Conic Bellophone in 96edo
First official presentation in March 2007 at the UK Microfest.
This instrument is designed and built by Tony Salinas (J.A.Martin Salinas) and has an octave range with 96 conic
bells (2mm steel spun on a lathe) tuned to the 96 equal temperament, even though the conic bells can be tuned
from 5 to 240 notes per octave. The maximum range they can cover keeping pleasant timbrical properties is 2
octaves and a fifth incorporating extensions of the stands and with a 45 degree angle towards the player
(producing a kind of cage).
This is the performance of 'Autumn I' for Conic Bellophone, percussion, trombone, trumpet, cello and bass clarinet.
Steve Altoft has a trumpet with a quartertone valve which was required for the composition. Steve plays in the duo
contour with Lee Ferguson percusionist who is the percussionist playing the conic bellophone.
Bozidar Vukotic, the London based Russian Cellist was very precise!
The contemporary trombonist Allan Tomlinson enjoyed the continuous glissandi and requested a solo piece.
The Italian bass clarinetist Guido Arbonelli gave me a good lesson about multiphonics.
The Timpanist Matthew West had incredible sight-reading skills.
Many thanks to Lewis Jones, my main research supervisor, who conducted at 60 b.p.m. with great control over the
players. Also many thanks to my composition tutor, Javier Garavaglia.
Here I am introducing the Autumn piece for the UK Microfest 2007
This is the French guitarist Wim Hoogewerf with the percussionist from Duo Contour, Lee Ferguson. Wim has a
96 equal temperament guitar (1/4 tone frets and 6 E strings 1/16 of a tone apart). They played an ascending
chromatic scale using the 96 notes in unison with the help of a bottle neck for the guitar.

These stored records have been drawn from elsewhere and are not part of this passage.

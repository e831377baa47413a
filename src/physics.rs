//! Handing cut and fractured meshes to a rapier world.
//!
//! Every spawned piece becomes a dynamic body placed at the piece's centroid,
//! with a convex-hull collider built from its vertices. Repeated cuts pile up
//! vertices; the hull keeps the collision shape small regardless.

use crate::cut::cut_with_plane;
use crate::errors::PhysicsError;
use crate::float_types::{
    Real,
    rapier3d::prelude::{
        ColliderBuilder, ColliderSet, RigidBodyBuilder, RigidBodyHandle, RigidBodySet,
        SharedShape, TriMesh,
    },
};
use crate::fracture::{
    DEFAULT_BOUNDS_MARGIN, FractureOptions, fracture_bounds, voronoi_fracture_with,
};
use crate::mesh::Mesh;
use crate::plane::Plane;
use nalgebra::{Point3, Vector3};
use tracing::debug;

/// A mesh in its body's local frame, plus the body it drives.
#[derive(Debug, Clone)]
pub struct SpawnedFragment {
    pub mesh: Mesh,
    pub body: RigidBodyHandle,
}

impl Mesh {
    /// Convert this Mesh to a Parry `TriMesh`.
    ///
    /// Returns `None` when the mesh has no triangles or Parry rejects the buffers.
    pub fn to_trimesh(&self) -> Option<TriMesh> {
        if self.triangle_count() == 0 {
            return None;
        }
        TriMesh::new(self.positions(), self.triangles().collect()).ok()
    }

    /// Convex hull of the vertices as a rapier collision shape.
    ///
    /// Returns `None` for fewer than four vertices or a flat point set.
    pub fn to_convex_shape(&self) -> Option<SharedShape> {
        let points: Vec<Point3<Real>> = self.positions();
        if points.len() < 4 {
            return None;
        }
        SharedShape::convex_hull(&points)
    }
}

/// Recenter `mesh` on its centroid and insert a dynamic body for it at that
/// centroid, moving with `linvel`.
///
/// Returns `None` (and inserts nothing) for an empty mesh or one without a usable hull.
pub fn spawn_fragment(
    mesh: &Mesh,
    bodies: &mut RigidBodySet,
    colliders: &mut ColliderSet,
    density: Real,
    linvel: Vector3<Real>,
) -> Option<SpawnedFragment> {
    if mesh.is_empty() || mesh.validate().is_err() {
        return None;
    }
    let centroid = mesh.centroid();
    let local = mesh.translate(-centroid.coords);
    let shape = local.to_convex_shape()?;

    let body = bodies.insert(
        RigidBodyBuilder::dynamic()
            .translation(centroid.coords)
            .linvel(linvel)
            .build(),
    );
    colliders.insert_with_parent(
        ColliderBuilder::new(shape).density(density).build(),
        body,
        bodies,
    );

    Some(SpawnedFragment { mesh: local, body })
}

/// Cut a rigid body in two with a world-space `plane`.
///
/// `local_mesh` is the body's mesh in its local frame. Each non-empty half is
/// spawned as a new body inheriting the original's linear velocity. The
/// original body is left in place; removing it is up to the caller.
///
/// ## Errors
/// - [`PhysicsError::MissingBody`] if `body` is not in `bodies`
/// - [`PhysicsError::Cut`] if the cut itself fails
pub fn slice_rigid_body(
    body: RigidBodyHandle,
    local_mesh: &Mesh,
    plane: &Plane,
    bodies: &mut RigidBodySet,
    colliders: &mut ColliderSet,
    density: Real,
) -> Result<Vec<SpawnedFragment>, PhysicsError> {
    let (world_mesh, linvel) = world_state(body, local_mesh, bodies)?;
    let halves = cut_with_plane(plane, &world_mesh)?;

    let spawned: Vec<SpawnedFragment> = [halves.inside, halves.outside]
        .iter()
        .filter_map(|half| spawn_fragment(half, bodies, colliders, density, linvel))
        .collect();
    debug!(pieces = spawned.len(), "sliced rigid body");
    Ok(spawned)
}

/// Shatter a rigid body into up to `num_cells` new bodies.
///
/// The fracture region is the world-space mesh AABB grown by
/// [`DEFAULT_BOUNDS_MARGIN`]. Empty fragments spawn nothing.
///
/// ## Errors
/// - [`PhysicsError::MissingBody`] if `body` is not in `bodies`
/// - [`PhysicsError::Fracture`] if the fracture cannot start
pub fn fracture_rigid_body(
    body: RigidBodyHandle,
    local_mesh: &Mesh,
    num_cells: usize,
    options: &FractureOptions,
    bodies: &mut RigidBodySet,
    colliders: &mut ColliderSet,
    density: Real,
) -> Result<Vec<SpawnedFragment>, PhysicsError> {
    let (world_mesh, linvel) = world_state(body, local_mesh, bodies)?;
    let bounds = fracture_bounds(&world_mesh, DEFAULT_BOUNDS_MARGIN);
    let fragments = voronoi_fracture_with(&world_mesh, &bounds, num_cells, options)?;

    let spawned: Vec<SpawnedFragment> = fragments
        .iter()
        .filter_map(|fragment| spawn_fragment(&fragment.mesh, bodies, colliders, density, linvel))
        .collect();
    debug!(cells = num_cells, pieces = spawned.len(), "fractured rigid body");
    Ok(spawned)
}

/// The body's mesh moved into world space, and the body's linear velocity.
fn world_state(
    body: RigidBodyHandle,
    local_mesh: &Mesh,
    bodies: &RigidBodySet,
) -> Result<(Mesh, Vector3<Real>), PhysicsError> {
    let rigid_body = bodies.get(body).ok_or(PhysicsError::MissingBody)?;
    Ok((
        local_mesh.transform_isometry(rigid_body.position()),
        *rigid_body.linvel(),
    ))
}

They performed chromatic zig-zag exercises in unison covering the full range of the octave.
They also played a duet I wrote for 96 equal temperament guitar and bellophone.

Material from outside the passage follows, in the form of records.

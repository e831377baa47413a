//! Struct and functions for working with `Vertex`s from which `Mesh`es are composed.

use crate::float_types::Real;
use nalgebra::Point3;

/// Linear RGBA color attached to a vertex.
#[derive(Debug, Clone, Copy, PartialEq)]
pub struct Color {
    pub r: f32,
    pub g: f32,
    pub b: f32,
    pub a: f32,
}

impl Color {
    /// Diagnostic tag for vertices of an inside half
    pub const MAGENTA: Color = Color::rgb(1.0, 0.0, 1.0);
    /// Diagnostic tag for vertices of an outside half
    pub const CYAN: Color = Color::rgb(0.0, 1.0, 1.0);
    pub const WHITE: Color = Color::rgb(1.0, 1.0, 1.0);

    pub const fn rgb(r: f32, g: f32, b: f32) -> Self {
        Color { r, g, b, a: 1.0 }
    }

    pub fn lerp(&self, other: &Color, t: f32) -> Color {
        Color {
            r: self.r + (other.r - self.r) * t,
            g: self.g + (other.g - self.g) * t,
            b: self.b + (other.b - self.b) * t,
            a: self.a + (other.a - self.a) * t,
        }
    }
}

/// A mesh vertex: a position plus an optional color attribute.
#[derive(Debug, Clone, Copy, PartialEq)]
pub struct Vertex {
    pub pos: Point3<Real>,
    pub color: Option<Color>,
}

impl Vertex {
    /// Create an uncolored [`Vertex`].
    pub const fn new(pos: Point3<Real>) -> Self {
        Vertex { pos, color: None }
    }

    pub const fn with_color(pos: Point3<Real>, color: Color) -> Self {
        Vertex {
            pos,
            color: Some(color),
        }
    }

    /// Return the linear interpolation between `self` (`t = 0`) and `other` (`t = 1`).
    ///
    /// The color is interpolated too when both endpoints carry one; otherwise
    /// whichever color is present is kept.
    pub fn interpolate(&self, other: &Vertex, t: Real) -> Vertex {
        let pos = crate::plane::lerp(&self.pos, &other.pos, t);
        let color = match (self.color, other.color) {
            (Some(a), Some(b)) => Some(a.lerp(&b, t as f32)),
            (a, b) => a.or(b),
        };
        Vertex { pos, color }
    }

    pub fn is_finite(&self) -> bool {
        self.pos.coords.iter().all(|c| c.is_finite())
    }
}

impl From<Point3<Real>> for Vertex {
    fn from(pos: Point3<Real>) -> Self {
        Vertex::new(pos)
    }
}
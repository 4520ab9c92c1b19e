//! Entity advancement and canvas-exit classification.

use crate::entity::Entity;

/// Which canvas bound an entity crossed, fully radius-inclusive: an entity
/// has exited only once its whole circle is outside the canvas.
#[derive(Debug, Clone, Copy, PartialEq, Eq)]
pub enum Exit {
    Left,
    Right,
    Top,
    Bottom,
}

/// Advances every entity by one tick.
pub fn advance_all(entities: &mut [Entity]) {
    for e in entities.iter_mut() {
        e.advance();
    }
}

/// Classifies an out-of-bounds entity by the bound it crossed, or `None`
/// while any part of it is still on the canvas.
pub fn exit_side(e: &Entity, width: f64, height: f64) -> Option<Exit> {
    if e.pos.x + e.radius < 0.0 {
        Some(Exit::Left)
    } else if e.pos.x - e.radius > width {
        Some(Exit::Right)
    } else if e.pos.y + e.radius < 0.0 {
        Some(Exit::Top)
    } else if e.pos.y - e.radius > height {
        Some(Exit::Bottom)
    } else {
        None
    }
}
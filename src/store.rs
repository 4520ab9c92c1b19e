//! Key-value persistence boundary: high score, options and achievement state
//! each live under an independent named blob. Read failures fall back to
//! defaults and never block gameplay.

use std::collections::HashMap;
use std::fmt;
use std::fs;
use std::io;
use std::path::PathBuf;
use std::sync::Mutex;

use serde::{Deserialize, Serialize};
use tracing::warn;

use crate::tuning::Tier;

pub const HIGH_SCORE_KEY: &str = "score";
pub const OPTIONS_KEY: &str = "options.json";
pub const ACHIEVEMENTS_KEY: &str = "achievements.json";

#[derive(Debug)]
pub enum StoreError {
    Io(io::Error),
    Missing(String),
}

impl fmt::Display for StoreError {
    fn fmt(&self, f: &mut fmt::Formatter<'_>) -> fmt::Result {
        match self {
            StoreError::Io(e) => write!(f, "store io error: {e}"),
            StoreError::Missing(key) => write!(f, "no blob for key {key:?}"),
        }
    }
}

impl std::error::Error for StoreError {}

impl From<io::Error> for StoreError {
    fn from(e: io::Error) -> Self {
        StoreError::Io(e)
    }
}

pub trait Store: Send + Sync {
    fn exists(&self, key: &str) -> bool;
    fn read_text(&self, key: &str) -> Result<String, StoreError>;
    fn write_text(&self, key: &str, value: &str) -> Result<(), StoreError>;
}

/// Blob-per-file store under a data directory.
pub struct FsStore {
    dir: PathBuf,
}

impl FsStore {
    pub fn new(dir: PathBuf) -> Self {
        Self { dir }
    }

    fn path(&self, key: &str) -> PathBuf {
        self.dir.join(key)
    }
}

impl Store for FsStore {
    fn exists(&self, key: &str) -> bool {
        self.path(key).is_file()
    }

    fn read_text(&self, key: &str) -> Result<String, StoreError> {
        if !self.exists(key) {
            return Err(StoreError::Missing(key.to_string()));
        }
        Ok(fs::read_to_string(self.path(key))?)
    }

    fn write_text(&self, key: &str, value: &str) -> Result<(), StoreError> {
        fs::create_dir_all(&self.dir)?;
        fs::write(self.path(key), value)?;
        Ok(())
    }
}

/// In-memory store for tests and persistence-failure fallback.
#[derive(Default)]
pub struct MemStore {
    blobs: Mutex<HashMap<String, String>>,
}

impl Store for MemStore {
    fn exists(&self, key: &str) -> bool {
        let blobs = self.blobs.lock().unwrap_or_else(|e| e.into_inner());
        blobs.contains_key(key)
    }

    fn read_text(&self, key: &str) -> Result<String, StoreError> {
        let blobs = self.blobs.lock().unwrap_or_else(|e| e.into_inner());
        blobs
            .get(key)
            .cloned()
            .ok_or_else(|| StoreError::Missing(key.to_string()))
    }

    fn write_text(&self, key: &str, value: &str) -> Result<(), StoreError> {
        let mut blobs = self.blobs.lock().unwrap_or_else(|e| e.into_inner());
        blobs.insert(key.to_string(), value.to_string());
        Ok(())
    }
}

/// Missing or corrupt score blobs read as zero.
pub fn load_high_score(store: &dyn Store) -> u64 {
    match store.read_text(HIGH_SCORE_KEY) {
        Ok(text) => text.trim().parse().unwrap_or(0),
        Err(StoreError::Missing(_)) => 0,
        Err(e) => {
            warn!(error = %e, "failed to load high score, using 0");
            0
        }
    }
}

/// Best-effort; a failed write is logged and the in-memory score stands.
pub fn save_high_score(store: &dyn Store, score: u64) {
    if let Err(e) = store.write_text(HIGH_SCORE_KEY, &score.to_string()) {
        warn!(error = %e, score, "failed to persist high score");
    }
}

/// Player-facing options persisted as one JSON blob.
#[derive(Debug, Clone, PartialEq, Serialize, Deserialize)]
#[serde(default)]
pub struct Options {
    pub difficulty: Tier,
    pub volume: u8,
    pub player_color: String,
    pub tutorial_seen: bool,
}

impl Default for Options {
    fn default() -> Self {
        Self {
            difficulty: Tier::Normal,
            volume: 50,
            player_color: "#ffffff".to_string(),
            tutorial_seen: false,
        }
    }
}

impl Options {
    /// Loads the options blob, falling back to defaults on any failure.
    pub fn load(store: &dyn Store) -> Self {
        match store.read_text(OPTIONS_KEY) {
            Ok(text) => serde_json::from_str(&text).unwrap_or_else(|e| {
                warn!(error = %e, "corrupt options blob, using defaults");
                Options::default()
            }),
            Err(StoreError::Missing(_)) => Options::default(),
            Err(e) => {
                warn!(error = %e, "failed to load options, using defaults");
                Options::default()
            }
        }
    }

    pub fn save(&self, store: &dyn Store) {
        match serde_json::to_string_pretty(self) {
            Ok(text) => {
                if let Err(e) = store.write_text(OPTIONS_KEY, &text) {
                    warn!(error = %e, "failed to persist options");
                }
            }
            Err(e) => warn!(error = %e, "failed to serialize options"),
        }
    }
}

#[cfg(test)]
mod tests {
    use super::*;

    #[test]
    fn high_score_defaults_to_zero_and_round_trips() {
        let store = MemStore::default();
        assert_eq!(load_high_score(&store), 0);
        save_high_score(&store, 600);
        assert_eq!(load_high_score(&store), 600);
    }

    #[test]
    fn corrupt_score_blob_reads_as_zero() {
        let store = MemStore::default();
        store.write_text(HIGH_SCORE_KEY, "not a number").unwrap();
        assert_eq!(load_high_score(&store), 0);
    }

    #[test]
    fn options_round_trip_and_defaults() {
        let store = MemStore::default();
        assert_eq!(Options::load(&store), Options::default());

        let mut opts = Options::default();
        opts.difficulty = Tier::Hard;
        opts.player_color = "#ff00ff".to_string();
        opts.tutorial_seen = true;
        opts.save(&store);
        assert_eq!(Options::load(&store), opts);
    }

    #[test]
    fn fs_store_round_trips_in_temp_dir() {
        let dir = tempfile::tempdir().unwrap();
        let store = FsStore::new(dir.path().to_path_buf());
        assert!(!store.exists("score"));
        store.write_text("score", "42").unwrap();
        assert!(store.exists("score"));
        assert_eq!(store.read_text("score").unwrap(), "42");
    }
}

These materials are really worthy waiting for the video to be edited!
Wim also performed on the same guitar a piece by Pascal Criton (who was in the audience).

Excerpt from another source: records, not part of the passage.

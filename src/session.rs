//! Per-window game session controller.
//!
//! Every OS window runs one `GameSession` as its own tokio task: a fixed-step
//! tick loop that drains inbound commands and bus messages, advances physics,
//! and drives the window animator. The primary window owns the player, the
//! shrink loop and the satellite-window spawner; satellite windows host only
//! enemies/bosses and hand entities leaving their canvas to the bus.
//!
//! Sessions never touch each other's state directly; everything cross-window
//! goes through the sync bus.

use std::sync::Arc;

use rand::rngs::StdRng;
use rand::{Rng, SeedableRng};
use tokio::sync::{mpsc, watch};
use tokio::task::JoinHandle;
use tokio::time::{Duration, Instant, MissedTickBehavior};
use tracing::{info, warn};
use uuid::Uuid;

use crate::achievements::{AchievementTracker, GameOverReport};
use crate::animator::{Anchor, WindowAnimator};
use crate::config::{
    BOSS_CAP, BOSS_SHOOT_INTERVAL, COMMAND_CHANNEL_CAPACITY, DEFAULT_WINDOW_WIDTH,
    EXPAND_ANIMATION, GAMEOVER_ANIMATION, MAX_SATELLITE_WINDOWS, PLAYER_RADIUS, PROJECTILE_RADIUS,
    PROJECTILE_SPEED, SATELLITE_SPAWN_INTERVAL, SHRINK_ANIMATION, SHRINK_INTERVAL, TICK_INTERVAL,
};
use crate::entity::Entity;
use crate::geometry::{canvas_to_monitor, monitor_to_canvas, Vec2, WindowRect};
use crate::platform::{PlatformError, WindowPlatform, WindowSpec};
use crate::store::{load_high_score, save_high_score, Options, Store};
use crate::sync::{SyncBus, SyncMessage, SyncPayload, SyncSubscriber};
use crate::systems::{
    advance_all, collides, exit_side, player_touches_edge, resolve_projectile_hits, Exit,
};
use crate::tuning::{screen_multiplier, DifficultySettings};
use crate::ui::UiSurface;

/// A satellite with nothing left alive after this long self-closes.
const SATELLITE_GRACE: Duration = Duration::from_secs(2);

/// Minimum spawn distance from the aim target, before the enemy radius.
const SPAWN_KEEPOUT: f64 = 100.0;

const SPAWN_ATTEMPTS: u32 = 20;

#[derive(Debug, Clone, Copy, PartialEq, Eq)]
pub enum Role {
    /// Hosts the player and the shrinking arena.
    Primary,
    /// Auxiliary window hosting transferred/spawned enemies and bosses.
    Satellite,
}

#[derive(Debug, Clone)]
pub enum SessionCommand {
    /// Fire a projectile from the player toward a canvas-local point.
    Fire { target: Vec2 },
    Pause,
    Resume,
    Quit,
}

/// High-level session state, published on a watch channel.
#[derive(Debug, Clone, PartialEq)]
pub enum Phase {
    Running,
    Paused,
    /// Terminal; only a fresh session leaves this state.
    GameOver { final_score: u64, new_high_score: bool },
    /// A satellite window closed itself.
    Closed,
}

#[derive(Debug, Clone)]
pub struct SessionConfig {
    pub window_id: String,
    pub role: Role,
    pub settings: DifficultySettings,
    /// Reference-resolution over actual monitor width; px constants divide
    /// by this.
    pub screen_multiplier: f64,
    pub player_color: String,
    /// Window side length at session start and after game over, already
    /// resolution-scaled.
    pub base_width: f64,
    /// Monitor-space point satellite enemies aim at (the arena center).
    pub global_target: Vec2,
}

/// Mutable per-window game state. Owned exclusively by the session task.
pub struct SessionState {
    pub player: Option<Entity>,
    pub enemies: Vec<Entity>,
    pub projectiles: Vec<Entity>,
    pub kill_count: u32,
    pub high_score: u64,
    pub paused: bool,
    pub game_over: bool,
    /// Ids of satellite windows this (primary) session opened.
    pub satellite_windows: Vec<String>,
    /// Process-wide boss count, maintained from authoritative bus messages.
    pub boss_count: u32,
    pub has_local_boss: bool,
    /// Current per-step shrink amount; grows each step, survives pause.
    pub decrease_amount: f64,
    /// Current enemy spawn interval; shrinks toward the floor, survives pause.
    pub spawn_interval: Duration,
}

pub struct GameSession {
    cfg: SessionConfig,
    platform: Arc<dyn WindowPlatform>,
    bus: SyncBus,
    sub: SyncSubscriber,
    store: Arc<dyn Store>,
    ui: Arc<dyn UiSurface>,
    animator: WindowAnimator,
    tracker: Option<AchievementTracker>,
    state: SessionState,
    rng: StdRng,
    started_at: Instant,
    next_shrink: Instant,
    next_spawn: Instant,
    next_satellite: Instant,
    next_boss_shot: Instant,
    score_persisted: bool,
}

/// Channels for talking to a spawned session task.
pub struct SessionHandle {
    pub commands: mpsc::Sender<SessionCommand>,
    pub phase: watch::Receiver<Phase>,
    pub task: JoinHandle<()>,
}

/// Spawns a session on its own task and returns the control handle.
pub fn spawn_session(
    cfg: SessionConfig,
    platform: Arc<dyn WindowPlatform>,
    bus: SyncBus,
    store: Arc<dyn Store>,
    ui: Arc<dyn UiSurface>,
) -> SessionHandle {
    let (command_tx, command_rx) = mpsc::channel(COMMAND_CHANNEL_CAPACITY);
    let (phase_tx, phase_rx) = watch::channel(Phase::Running);
    let session = GameSession::new(cfg, platform, bus, store, ui);
    let task = tokio::spawn(session.run(command_rx, phase_tx));
    SessionHandle {
        commands: command_tx,
        phase: phase_rx,
        task,
    }
}

/// Everything `main` needs to start the primary session, derived from the
/// monitor at startup.
#[derive(Debug, Clone)]
pub struct PrimaryBootstrap {
    pub window_id: String,
    pub screen_multiplier: f64,
    pub base_width: f64,
    pub global_target: Vec2,
}

/// Creates and centers the primary window. Missing monitor information here
/// is the one fatal startup error in the core.
pub async fn create_primary_window(
    platform: &dyn WindowPlatform,
) -> Result<PrimaryBootstrap, PlatformError> {
    let monitor = platform
        .current_monitor()
        .await
        .ok_or(PlatformError::NoMonitor)?;
    let sm = screen_multiplier(monitor.width);
    let base_width = DEFAULT_WINDOW_WIDTH / sm;
    let rect = WindowRect::new(
        (monitor.width - base_width) / 2.0,
        (monitor.height - base_width) / 2.0,
        base_width,
        base_width,
    );
    platform
        .create_window(WindowSpec {
            id: "main".to_string(),
            rect,
            title: "WindowKill".to_string(),
            decorations: false,
            focused: true,
        })
        .await?;
    Ok(PrimaryBootstrap {
        window_id: "main".to_string(),
        screen_multiplier: sm,
        base_width,
        global_target: monitor.center(),
    })
}

/// `elapsed_seconds × round(kill_count × multiplier)`; zero kills, zero score.
pub fn final_score(elapsed_seconds: u64, kill_count: u32, score_multiplier: f64) -> u64 {
    let kill_factor = (f64::from(kill_count) * score_multiplier).round();
    elapsed_seconds * kill_factor as u64
}

/// Next per-step shrink amount: grows geometrically, capped at the scaled
/// tier maximum.
fn next_decrease_amount(current: f64, settings: &DifficultySettings, sm: f64) -> f64 {
    (current * settings.decrease_multiplier).min(settings.decrease_max / sm)
}

/// Next enemy spawn interval: shrinks linearly down to the tier floor.
fn next_spawn_interval(current: Duration, settings: &DifficultySettings) -> Duration {
    let decreased = current.saturating_sub(Duration::from_millis(settings.enemy_spawn_decrease_ms));
    decreased.max(Duration::from_millis(settings.enemy_min_spawn_ms))
}

fn random_hex_color(rng: &mut StdRng) -> String {
    format!("#{:06x}", rng.gen_range(0..0x100_0000))
}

Lee Ferguson explains the characteristics and the tough time he had preparing for the concert in one evening
when it was the first time for him to see the instrument. He took the instrument back to Germany, and we hope
to hear about his performances with the conic bellophone in the future.
From the percussionist's point of view.
Jacob and Aaron checking the piccolo conic bellophone,
which is made with bicycle bells, and can expand the maximum range
of the conic bellophone by a major third with almost the same sound.